I shall be brief, as I fully expect the amendments to be supported in all parts of the House. They deal with safeguards for patients who are to be treated for their mental disorder with electroconvulsive therapy—ECT. The issue was debated at length in the other place and in Committee. ECT is an invasive procedure and some patients are fearful of it. Although it is an established psychiatric treatment, it is a controversial one.

We have already introduced amendments in the other place under which the refusal of a detained patient, with capacity to consent, to consent to ECT should be respected, except in an emergency. Following further debate in which other concerns were raised, the amendments before us provide even stronger safeguards in the very rare circumstances where young persons are treated with ECT. In Committee, my hon. Friend the Member for Norwich, North (Dr. Gibson) was particularly concerned about the provisions for giving ECT in emergencies. I hope he welcomes the changes that we have made.

The amendments also clarify the position for community patients. Government amendment No. 12 ensures that, for patients under 18 who agree to treatment with ECT, a second opinion appointed doctor must first certify that it is appropriate for the ECT to be given. Even where a young patient consents to treatment, we want a second opinion. We have also considered the needs of patients under 18 who are not detained under the legislation or subject to a community treatment order. Government amendments Nos. 16, 21, 25 and 27 require that, where such patients can lawfully be treated with ECT or any other treatment made subject to section 58A, a second opinion appointed doctor must certify that it is appropriate. This is an important new safeguard for voluntary patients under 18.

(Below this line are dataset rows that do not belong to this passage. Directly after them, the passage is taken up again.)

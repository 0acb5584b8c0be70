//! 디바이스 저장소 연동
//!
//! 디바이스/핀 레코드의 영속화는 외부 HTTP API가 담당합니다. 게이트웨이는
//! [`DeviceStore`] trait을 통해서만 접근합니다.
//!
//! - [`HttpDeviceStore`]: 운영용 HTTP 클라이언트
//! - [`MemoryDeviceStore`]: 고정 토큰 모드 및 테스트용

use async_trait::async_trait;
use dashmap::DashMap;
use parking_lot::Mutex;
use reqwest::Url;
use serde::{Deserialize, Serialize};
use shared::{DeviceInfo, DeviceRecord, PinDataType, PinKind};
use std::sync::atomic::{AtomicBool, Ordering};
use std::time::Duration;
use thiserror::Error;
use tracing::debug;

/// 저장소 에러
#[derive(Debug, Error)]
pub enum StoreError {
    #[error("HTTP 요청 실패: {0}")]
    Http(#[from] reqwest::Error),

    #[error("예상하지 못한 응답 상태: {0}")]
    UnexpectedStatus(u16),

    #[error("저장소 사용 불가: {0}")]
    Unavailable(String),

    #[error("잘못된 저장소 URL: {0}")]
    InvalidUrl(String),
}

/// 텔레메트리 기록 요청
#[derive(Debug, Clone, PartialEq, Serialize, Deserialize)]
#[serde(rename_all = "camelCase")]
pub struct TelemetryRecord {
    pub device_token: String,
    pub pin: u16,
    pub pin_kind: PinKind,
    pub value: String,
    pub data_type: PinDataType,
}

/// 디바이스 저장소 인터페이스
#[async_trait]
pub trait DeviceStore: Send + Sync {
    /// 토큰으로 디바이스 조회. 없으면 `Ok(None)`.
    async fn find_device(&self, token: &str) -> Result<Option<DeviceRecord>, StoreError>;

    /// 디바이스 정보 upsert
    async fn upsert_device_info(&self, token: &str, info: &DeviceInfo) -> Result<(), StoreError>;

    /// 핀 값 기록
    async fn write_telemetry(&self, record: &TelemetryRecord) -> Result<(), StoreError>;
}

/// HTTP API 기반 저장소
///
/// 토큰은 항상 하나의 경로 세그먼트로 percent-encoding 되어 붙습니다.
pub struct HttpDeviceStore {
    client: reqwest::Client,
    base_url: Url,
    api_key: Option<String>,
}

impl HttpDeviceStore {
    pub fn new(
        base_url: &str,
        api_key: Option<String>,
        timeout: Duration,
    ) -> Result<Self, StoreError> {
        let base_url = Url::parse(base_url.trim_end_matches('/'))
            .map_err(|e| StoreError::InvalidUrl(format!("{}: {}", base_url, e)))?;
        if base_url.cannot_be_a_base() {
            return Err(StoreError::InvalidUrl(base_url.to_string()));
        }

        let client = reqwest::Client::builder().timeout(timeout).build()?;
        Ok(Self {
            client,
            base_url,
            api_key,
        })
    }

    /// `base_url` 뒤에 세그먼트를 붙입니다. `/`, `?`, `#`, `%` 등은 인코딩됩니다.
    fn endpoint(&self, segments: &[&str]) -> Result<Url, StoreError> {
        let mut url = self.base_url.clone();
        url.path_segments_mut()
            .map_err(|_| StoreError::InvalidUrl(self.base_url.to_string()))?
            .pop_if_empty()
            .extend(segments);
        Ok(url)
    }

    fn with_key(&self, request: reqwest::RequestBuilder) -> reqwest::RequestBuilder {
        match &self.api_key {
            Some(key) => request.header("x-api-key", key),
            None => request,
        }
    }
}

#[async_trait]
impl DeviceStore for HttpDeviceStore {
    async fn find_device(&self, token: &str) -> Result<Option<DeviceRecord>, StoreError> {
        // "."과 ".."은 URL 정규화로 사라지므로 조회하지 않음
        if !is_path_safe(token) {
            return Ok(None);
        }

        let url = self.endpoint(&["api", "devices", "token", token])?;
        let response = self.with_key(self.client.get(url)).send().await?;

        match response.status().as_u16() {
            200 => Ok(Some(response.json::<DeviceRecord>().await?)),
            404 => Ok(None),
            other => Err(StoreError::UnexpectedStatus(other)),
        }
    }

    async fn upsert_device_info(&self, token: &str, info: &DeviceInfo) -> Result<(), StoreError> {
        if !is_path_safe(token) {
            return Err(StoreError::InvalidUrl(format!("토큰 세그먼트: {:?}", token)));
        }

        let url = self.endpoint(&["api", "devices", token, "info"])?;
        let response = self.with_key(self.client.post(url)).json(info).send().await?;

        if response.status().is_success() {
            Ok(())
        } else {
            Err(StoreError::UnexpectedStatus(response.status().as_u16()))
        }
    }

    async fn write_telemetry(&self, record: &TelemetryRecord) -> Result<(), StoreError> {
        let url = self.endpoint(&["api", "telemetry"])?;
        let response = self.with_key(self.client.post(url)).json(record).send().await?;

        if response.status().is_success() {
            debug!("텔레메트리 기록 완료: pin={} value={}", record.pin, record.value);
            Ok(())
        } else {
            Err(StoreError::UnexpectedStatus(response.status().as_u16()))
        }
    }
}

fn is_path_safe(token: &str) -> bool {
    !matches!(token, "" | "." | "..")
}

/// 메모리 저장소
///
/// 기록된 텔레메트리와 디바이스 정보를 보관해 테스트에서 검증할 수 있습니다.
#[derive(Default)]
pub struct MemoryDeviceStore {
    devices: DashMap<String, DeviceRecord>,
    telemetry: Mutex<Vec<TelemetryRecord>>,
    infos: DashMap<String, DeviceInfo>,
    fail_writes: AtomicBool,
}

impl MemoryDeviceStore {
    pub fn new() -> Self {
        Self::default()
    }

    /// `(token, device_id)` 목록으로 생성
    pub fn with_devices<I, T, D>(devices: I) -> Self
    where
        I: IntoIterator<Item = (T, D)>,
        T: Into<String>,
        D: Into<String>,
    {
        let store = Self::new();
        for (token, device_id) in devices {
            store.add_device(token, device_id);
        }
        store
    }

    pub fn add_device(&self, token: impl Into<String>, device_id: impl Into<String>) {
        let token = token.into();
        self.devices.insert(
            token.clone(),
            DeviceRecord {
                device_id: device_id.into(),
                token,
                name: None,
            },
        );
    }

    /// 이후 쓰기 요청을 실패시킵니다 (저장소 장애 재현용)
    pub fn set_fail_writes(&self, fail: bool) {
        self.fail_writes.store(fail, Ordering::SeqCst);
    }

    pub fn telemetry(&self) -> Vec<TelemetryRecord> {
        self.telemetry.lock().clone()
    }

    pub fn device_info(&self, token: &str) -> Option<DeviceInfo> {
        self.infos.get(token).map(|entry| entry.value().clone())
    }

    fn check_writable(&self) -> Result<(), StoreError> {
        if self.fail_writes.load(Ordering::SeqCst) {
            Err(StoreError::Unavailable("쓰기 실패 모드".to_string()))
        } else {
            Ok(())
        }
    }
}

#[async_trait]
impl DeviceStore for MemoryDeviceStore {
    async fn find_device(&self, token: &str) -> Result<Option<DeviceRecord>, StoreError> {
        Ok(self.devices.get(token).map(|entry| entry.value().clone()))
    }

    async fn upsert_device_info(&self, token: &str, info: &DeviceInfo) -> Result<(), StoreError> {
        self.check_writable()?;
        self.infos.insert(token.to_string(), info.clone());
        Ok(())
    }

    async fn write_telemetry(&self, record: &TelemetryRecord) -> Result<(), StoreError> {
        self.check_writable()?;
        self.telemetry.lock().push(record.clone());
        Ok(())
    }
}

The Mental Health Act 1983 provides for a limited number of circumstances where the patient can be urgently treated without the need for a statutory second opinion. We have reconsidered those circumstances in the light of requests to do so in the other place and in Committee. As a result, we have concluded that ECT may be given as an urgent treatment in only two circumstances: where it is immediately necessary to save the patient’s life, or to prevent a serious deterioration in the patient’s condition. Amendment No. 19 achieves that, and we have made similar amendments—amendments Nos. 36, 37, 41 and 42—to the urgent procedures for community patients. Obviously, ECT is rarely administered to patients who are not hospital in-patients. The Bill does not afford community patients the same safeguards, and to rectify that we have tabled amendments Nos. 29 to 34, 39, 43 and 46.

We have tabled other technical amendments. Amendment No. 14 removes the requirement that the second opinion appointed doctor certify that the giving of treatment does not conflict with the court order. Amendment No. 28 makes it clear that the certificates for adult community patients and child community patients apply when a patient is recalled to hospital, or when their community treatment order is revoked. Amendment No. 45 provides that the authority that issues a SOAD certificate under part 4A may require the approved clinician in charge of that treatment to report on it.

As I said, I think that the amendments will be supported by all hon. Members, and I recommend them to the House.